What the task asks> Repeat the lines below exactly as written, please, from the line with "afternoon reopening build-up" to the line with "pub fn from_table(table: impl", both lines included, and no others.

Study material>
- - -

use std::collections::HashMap;

/// Hand-calibrated profile of how crowd-reported queue length tracks the
/// actual maximum waiting time across an operating weekend.
///
/// Keys are whole hours since the Friday opening (Friday 22:00 -> 22,
/// Saturday 14:00 -> 38, Sunday midnight -> 48); values are relative
/// intensities in (0, 1]. A report at hour T divided by the intensity at T
/// approximates the peak waiting time of that night. Hours without an
/// entry pass through unscaled.
///
/// Static, read-only data; safe to share across any number of concurrent
/// lookups.
#[derive(Debug, Clone)]
pub struct ReferenceCurve {
    intensities: HashMap<u32, f64>,
}

impl ReferenceCurve {
    /// The default weekend profile: low Friday evening, climbing through
    /// Saturday, peaking Saturday night into Sunday morning, tapering
    /// through Sunday and the early Monday spill-over.
    pub fn new() -> Self {
        let table: &[(u32, f64)] = &[
            // Friday evening
            (22, 0.3),
            (23, 0.4),
            // Saturday early morning
            (24, 0.5),
            (25, 0.6),
            (26, 0.7),
            (27, 0.7),
            (28, 0.6),
            (29, 0.5),
            // Saturday afternoon reopening build-up
            (36, 0.3),
            (37, 0.3),
            (38, 0.4),
            (39, 0.4),
            (40, 0.5),
            (41, 0.5),
            (42, 0.6),
            (43, 0.6),
            (44, 0.7),
            (45, 0.7),
            // Saturday night into Sunday morning, the peak
            (46, 0.8),
            (47, 0.9),
            (48, 1.0),
            (49, 1.0),
            (50, 0.95),
            (51, 0.9),
            (52, 0.8),
            (53, 0.7),
            // Sunday daytime and evening
            (60, 0.5),
            (61, 0.5),
            (62, 0.5),
            (63, 0.5),
            (64, 0.6),
            (65, 0.6),
            (66, 0.6),
            (67, 0.6),
            (68, 0.6),
            (69, 0.5),
            (70, 0.5),
            (71, 0.5),
            // Monday morning spill-over
            (72, 0.6),
            (73, 0.5),
            (74, 0.5),
            (75, 0.4),
            (76, 0.4),
            (77, 0.4),
        ];

        Self {
            intensities: table.iter().copied().collect(),
        }
    }

    /// Build a curve from an explicit table
    pub fn from_table(table: impl IntoIterator<Item = (u32, f64)>) -> Self {
        Self {
            intensities: table.into_iter().collect(),
        }
    }

    /// Relative intensity at the given hours-since-opening, if calibrated
    pub fn intensity(&self, hours_since_opening: u32) -> Option<f64> {
        self.intensities.get(&hours_since_opening).copied()
    }

    pub fn len(&self) -> usize {
        self.intensities.len()
    }

    pub fn is_empty(&self) -> bool {
        self.intensities.is_empty()
    }
}

impl Default for ReferenceCurve {
    fn default() -> Self {
        Self::new()
    }
}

- - -

Response for this exercise>
            // Saturday afternoon reopening build-up
            (36, 0.3),
            (37, 0.3),
            (38, 0.4),
            (39, 0.4),
            (40, 0.5),
            (41, 0.5),
            (42, 0.6),
            (43, 0.6),
            (44, 0.7),
            (45, 0.7),
            // Saturday night into Sunday morning, the peak
            (46, 0.8),
            (47, 0.9),
            (48, 1.0),
            (49, 1.0),
            (50, 0.95),
            (51, 0.9),
            (52, 0.8),
            (53, 0.7),
            // Sunday daytime and evening
            (60, 0.5),
            (61, 0.5),
            (62, 0.5),
            (63, 0.5),
            (64, 0.6),
            (65, 0.6),
            (66, 0.6),
            (67, 0.6),
            (68, 0.6),
            (69, 0.5),
            (70, 0.5),
            (71, 0.5),
            // Monday morning spill-over
            (72, 0.6),
            (73, 0.5),
            (74, 0.5),
            (75, 0.4),
            (76, 0.4),
            (77, 0.4),
        ];

        Self {
            intensities: table.iter().copied().collect(),
        }
    }

    /// Build a curve from an explicit table
    pub fn from_table(table: impl IntoIterator<Item = (u32, f64)>) -> Self {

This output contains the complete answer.